▼

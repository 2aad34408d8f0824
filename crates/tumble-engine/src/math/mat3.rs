use core::ops::Mul;

use super::Vec3;

/// 3x3 column-major matrix, used for normal transforms.
#[derive(Debug, Copy, Clone, PartialEq)]
pub struct Mat3 {
    pub cols: [[f32; 3]; 3],
}

impl Mat3 {
    pub const IDENTITY: Mat3 = Mat3::from_cols([
        [1.0, 0.0, 0.0],
        [0.0, 1.0, 0.0],
        [0.0, 0.0, 1.0],
    ]);

    #[inline]
    pub const fn from_cols(cols: [[f32; 3]; 3]) -> Self {
        Self { cols }
    }

    #[inline]
    pub const fn col(&self, c: usize) -> Vec3 {
        Vec3::new(self.cols[c][0], self.cols[c][1], self.cols[c][2])
    }

    #[inline]
    pub const fn row(&self, r: usize) -> Vec3 {
        Vec3::new(self.cols[0][r], self.cols[1][r], self.cols[2][r])
    }

    pub fn transpose(&self) -> Mat3 {
        Mat3::from_cols([
            self.row(0).to_array(),
            self.row(1).to_array(),
            self.row(2).to_array(),
        ])
    }

    pub fn determinant(&self) -> f32 {
        self.col(0).dot(self.col(1).cross(self.col(2)))
    }

    /// Inverse via the adjugate.
    ///
    /// No singularity check: a zero determinant produces infinite or NaN entries.
    /// Callers only invert matrices that are invertible by construction.
    pub fn inverse(&self) -> Mat3 {
        let (a, b, c) = (self.col(0), self.col(1), self.col(2));
        let inv_det = 1.0 / self.determinant();

        // Rows of the inverse are the cross products of the columns.
        let r0 = b.cross(c) * inv_det;
        let r1 = c.cross(a) * inv_det;
        let r2 = a.cross(b) * inv_det;

        Mat3::from_cols([[r0.x, r1.x, r2.x], [r0.y, r1.y, r2.y], [r0.z, r1.z, r2.z]])
    }

    pub fn is_finite(&self) -> bool {
        self.cols.iter().flatten().all(|v| v.is_finite())
    }

    /// Pads each column to a `vec4`, the uniform layout of a WGSL `mat3x3<f32>`.
    pub const fn to_padded_cols(&self) -> [[f32; 4]; 3] {
        let c = &self.cols;
        [
            [c[0][0], c[0][1], c[0][2], 0.0],
            [c[1][0], c[1][1], c[1][2], 0.0],
            [c[2][0], c[2][1], c[2][2], 0.0],
        ]
    }
}

impl Default for Mat3 {
    fn default() -> Self {
        Self::IDENTITY
    }
}

impl Mul for Mat3 {
    type Output = Mat3;

    fn mul(self, rhs: Mat3) -> Mat3 {
        Mat3::from_cols([
            (self * rhs.col(0)).to_array(),
            (self * rhs.col(1)).to_array(),
            (self * rhs.col(2)).to_array(),
        ])
    }
}

impl Mul<Vec3> for Mat3 {
    type Output = Vec3;

    #[inline]
    fn mul(self, v: Vec3) -> Vec3 {
        Vec3::new(self.row(0).dot(v), self.row(1).dot(v), self.row(2).dot(v))
    }
}

#[cfg(test)]
mod tests {
    use super::*;
    use approx::assert_relative_eq;

    fn sample() -> Mat3 {
        Mat3::from_cols([[2.0, 0.0, 1.0], [1.0, 3.0, 0.0], [0.0, 1.0, 4.0]])
    }

    fn assert_mat3_eq(a: Mat3, b: Mat3) {
        for (x, y) in a.cols.iter().flatten().zip(b.cols.iter().flatten()) {
            assert_relative_eq!(x, y, epsilon = 1e-5);
        }
    }

    #[test]
    fn determinant_of_identity_is_one() {
        assert_eq!(Mat3::IDENTITY.determinant(), 1.0);
    }

    #[test]
    fn inverse_times_matrix_is_identity() {
        let m = sample();
        assert_mat3_eq(m * m.inverse(), Mat3::IDENTITY);
        assert_mat3_eq(m.inverse() * m, Mat3::IDENTITY);
    }

    #[test]
    fn transpose_swaps_rows_and_columns() {
        let t = sample().transpose();
        assert_eq!(t.col(0), sample().row(0));
        assert_eq!(t.transpose(), sample());
    }

    #[test]
    fn singular_inverse_is_not_finite() {
        let m = Mat3::from_cols([[1.0, 2.0, 3.0], [2.0, 4.0, 6.0], [0.0, 0.0, 1.0]]);
        assert!(!m.inverse().is_finite());
    }
}
use thiserror::Error;

use crate::frame::ConfigError;
use crate::mode::RenderMode;

/// Startup failure. Any of these aborts initialization; nothing is retried.
#[derive(Debug, Error)]
pub enum InitError {
    #[error("window has zero size")]
    ZeroSize,

    #[error("failed to create wgpu surface")]
    Surface(#[source] wgpu::CreateSurfaceError),

    #[error("failed to find a compatible GPU adapter")]
    NoAdapter(#[source] wgpu::RequestAdapterError),

    #[error("failed to create wgpu device/queue")]
    Device(#[source] wgpu::RequestDeviceError),

    #[error("surface reports no supported formats")]
    NoSurfaceFormat,

    #[error("program `{program}` has no entry point `{entry}`")]
    MissingEntryPoint {
        program: &'static str,
        entry: &'static str,
    },

    /// Shader compile or pipeline validation failure reported by the device.
    #[error("GPU rejected shader or pipeline")]
    Pipeline(#[source] wgpu::Error),

    #[error("scene asset rejected: {0}")]
    Asset(&'static str),

    #[error("pipeline binding for {mode} mode is unusable: {reason}")]
    Binding {
        mode: RenderMode,
        reason: &'static str,
    },

    #[error("invalid scene configuration")]
    Config(#[from] ConfigError),
}

/// Unrecoverable failure during a tick. The orchestrator is terminated when
/// one is returned.
#[derive(Debug, Error)]
pub enum FrameError {
    #[error("presentation surface lost (out of memory)")]
    SurfaceLost,
}
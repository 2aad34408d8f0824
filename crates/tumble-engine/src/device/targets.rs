use crate::render::SurfaceSize;

/// Offscreen attachments matching the drawable size: a multisampled colour
/// buffer (only when `sample_count > 1`) and a depth buffer with the same
/// sample count. Rebuilt whenever the surface is resized; never touched while a
/// frame is being encoded.
pub(crate) struct RenderTargets {
    color_format: wgpu::TextureFormat,
    depth_format: wgpu::TextureFormat,
    sample_count: u32,
    size: SurfaceSize,

    /// Resolved into the surface texture at the end of the pass.
    msaa: Option<Attachment>,
    depth: Attachment,
}

struct Attachment {
    _texture: wgpu::Texture,
    view: wgpu::TextureView,
}

impl Attachment {
    fn new(
        device: &wgpu::Device,
        label: &str,
        format: wgpu::TextureFormat,
        sample_count: u32,
        size: SurfaceSize,
    ) -> Self {
        let texture = device.create_texture(&wgpu::TextureDescriptor {
            label: Some(label),
            size: wgpu::Extent3d {
                width: size.width.max(1),
                height: size.height.max(1),
                depth_or_array_layers: 1,
            },
            mip_level_count: 1,
            sample_count,
            dimension: wgpu::TextureDimension::D2,
            format,
            usage: wgpu::TextureUsages::RENDER_ATTACHMENT,
            view_formats: &[],
        });
        let view = texture.create_view(&wgpu::TextureViewDescriptor::default());
        Self {
            _texture: texture,
            view,
        }
    }
}

impl RenderTargets {
    /// `size` must be renderable; wgpu rejects zero-sized textures.
    pub(crate) fn new(
        device: &wgpu::Device,
        color_format: wgpu::TextureFormat,
        depth_format: wgpu::TextureFormat,
        sample_count: u32,
        size: SurfaceSize,
    ) -> Self {
        let msaa = (sample_count > 1).then(|| {
            Attachment::new(device, "tumble msaa colour target", color_format, sample_count, size)
        });
        let depth = Attachment::new(device, "tumble depth target", depth_format, sample_count, size);

        Self {
            color_format,
            depth_format,
            sample_count,
            size,
            msaa,
            depth,
        }
    }

    /// Same formats and sample count at a new size.
    pub(crate) fn resized(&self, device: &wgpu::Device, size: SurfaceSize) -> Self {
        Self::new(device, self.color_format, self.depth_format, self.sample_count, size)
    }

    /// Colour attachment for a pass whose final image is `frame_view`.
    pub(crate) fn color_attachment<'a>(
        &'a self,
        frame_view: &'a wgpu::TextureView,
        clear: wgpu::Color,
    ) -> wgpu::RenderPassColorAttachment<'a> {
        let (view, resolve_target) = attachment_views(self.msaa.as_ref().map(|a| &a.view), frame_view);
        wgpu::RenderPassColorAttachment {
            view,
            resolve_target,
            ops: wgpu::Operations {
                load: wgpu::LoadOp::Clear(clear),
                store: color_store_op(self.sample_count),
            },
            depth_slice: None,
        }
    }

    #[inline]
    pub(crate) fn depth_view(&self) -> &wgpu::TextureView {
        &self.depth.view
    }

    #[inline]
    pub(crate) fn depth_format(&self) -> wgpu::TextureFormat {
        self.depth_format
    }

    #[inline]
    pub(crate) fn sample_count(&self) -> u32 {
        self.sample_count
    }

    #[inline]
    pub(crate) fn size(&self) -> SurfaceSize {
        self.size
    }
}

/// The requested count when every attachment format supports it, otherwise 1.
pub(crate) fn resolve_sample_count(requested: u32, supported: impl Fn(u32) -> bool) -> u32 {
    if requested <= 1 {
        return 1;
    }
    if requested.is_power_of_two() && supported(requested) {
        requested
    } else {
        log::warn!("{requested}x MSAA unsupported; rendering single-sampled");
        1
    }
}

/// With MSAA the pass draws into the multisampled view and resolves into the
/// frame; otherwise it draws into the frame directly.
fn attachment_views<'a, V>(msaa: Option<&'a V>, frame: &'a V) -> (&'a V, Option<&'a V>) {
    match msaa {
        Some(samples) => (samples, Some(frame)),
        None => (frame, None),
    }
}

/// Multisampled contents are dead once resolved.
fn color_store_op(sample_count: u32) -> wgpu::StoreOp {
    if sample_count > 1 {
        wgpu::StoreOp::Discard
    } else {
        wgpu::StoreOp::Store
    }
}
//! Transform math shared by the frame state and the renderers.
//!
//! Conventions:
//! - column-major storage, column vectors (`M * v`)
//! - right-handed view space, camera looking down `-Z`
//! - clip depth in `0..1` (see [`CLIP_DEPTH_RANGE`])

mod mat3;
mod mat4;
mod transform;
mod vec;

pub use mat3::Mat3;
pub use mat4::Mat4;
pub use transform::{
    degrees_to_radians, inverse_transpose, look_at, perspective, rotation, upper_left_3x3,
    DepthRange, CLIP_DEPTH_RANGE,
};
pub use vec::{Vec3, Vec4};
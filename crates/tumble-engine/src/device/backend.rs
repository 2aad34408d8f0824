use crate::render::{AcquireError, CommandList, PipelineBinding, RenderBackend, RenderCommand, SurfaceSize};

use super::gpu::Gpu;
use super::pipelines::WgpuHandles;
use super::surface::map_surface_error;

/// The wgpu drawable: an acquired surface texture plus the encoder recording
/// into it. Presented by `submit`.
pub struct GpuFrame {
    pub surface_texture: wgpu::SurfaceTexture,
    pub view: wgpu::TextureView,
    pub encoder: wgpu::CommandEncoder,
}

impl<'w> RenderBackend for Gpu<'w> {
    type Drawable = GpuFrame;
    type Handles = WgpuHandles;

    fn surface_size(&self) -> SurfaceSize {
        self.size
    }

    fn acquire_drawable(&mut self) -> Result<GpuFrame, AcquireError> {
        let surface_texture = self.surface.get_current_texture().map_err(|err| {
            map_surface_error(&self.surface, &self.device, &self.config, self.size, err)
        })?;

        let view = surface_texture
            .texture
            .create_view(&wgpu::TextureViewDescriptor::default());

        let encoder = self
            .device
            .create_command_encoder(&wgpu::CommandEncoderDescriptor {
                label: Some("tumble frame encoder"),
            });

        Ok(GpuFrame {
            surface_texture,
            view,
            encoder,
        })
    }

    fn rebuild_targets(&mut self, size: SurfaceSize) {
        self.resize(size);
    }

    fn encode(
        &mut self,
        frame: &mut GpuFrame,
        binding: &PipelineBinding<WgpuHandles>,
        commands: &CommandList,
    ) {
        let handles = &binding.handles;

        let mut rpass = frame.encoder.begin_render_pass(&wgpu::RenderPassDescriptor {
            label: Some(binding.label),
            color_attachments: &[Some(self.targets.color_attachment(&frame.view, self.clear_color))],
            depth_stencil_attachment: Some(wgpu::RenderPassDepthStencilAttachment {
                view: self.targets.depth_view(),
                depth_ops: Some(wgpu::Operations {
                    load: wgpu::LoadOp::Clear(1.0),
                    store: wgpu::StoreOp::Discard,
                }),
                stencil_ops: None,
            }),
            timestamp_writes: None,
            occlusion_query_set: None,
            multiview_mask: None,
        });

        for cmd in commands.commands() {
            match cmd {
                RenderCommand::SetPipeline => rpass.set_pipeline(&handles.pipeline),
                // Depth state is baked into the pipeline; only the reference is dynamic.
                RenderCommand::SetDepthStencil => rpass.set_stencil_reference(0),
                RenderCommand::SetVertexBuffer => {
                    rpass.set_vertex_buffer(0, handles.vertex_buffer.slice(..));
                }
                RenderCommand::SetIndexBuffer => {
                    let ibo = handles
                        .index_buffer
                        .as_ref()
                        .unwrap_or_else(|| panic!("binding `{}` has no index buffer", binding.label));
                    rpass.set_index_buffer(ibo.slice(..), wgpu::IndexFormat::Uint16);
                }
                RenderCommand::SetConstants(uniform) => {
                    self.queue
                        .write_buffer(&handles.uniform_buffer, 0, bytemuck::bytes_of(uniform));
                    rpass.set_bind_group(0, &handles.uniform_bind_group, &[]);
                }
                RenderCommand::BindTexture => {
                    let group = handles
                        .texture_bind_group
                        .as_ref()
                        .unwrap_or_else(|| panic!("binding `{}` has no texture", binding.label));
                    rpass.set_bind_group(1, group, &[]);
                }
                RenderCommand::DrawIndexed { indices } => rpass.draw_indexed(indices.clone(), 0, 0..1),
                RenderCommand::Draw { vertices } => rpass.draw(vertices.clone(), 0..1),
            }
        }
    }

    fn submit(&mut self, frame: GpuFrame) {
        let GpuFrame {
            surface_texture,
            view,
            encoder,
        } = frame;

        self.queue.submit(std::iter::once(encoder.finish()));
        drop(view);

        self.window.pre_present_notify();
        surface_texture.present();
    }

    /// Waits for in-flight frames, then destroys the device. Surface and
    /// resource handles are dropped with the `Gpu` itself.
    fn release(&mut self) {
        if let Err(err) = self.device.poll(wgpu::PollType::wait_indefinitely()) {
            log::warn!("device did not go idle before release: {err}");
        }
        self.device.destroy();
        log::debug!("gpu device destroyed");
    }
}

▲

- **Task directions**
Scan the data for lines containing "PipelineBinding" and copy all of them.

- **Output for this task**
use crate::render::{AcquireError, CommandList, PipelineBinding, RenderBackend, RenderCommand, SurfaceSize};
        binding: &PipelineBinding<WgpuHandles>,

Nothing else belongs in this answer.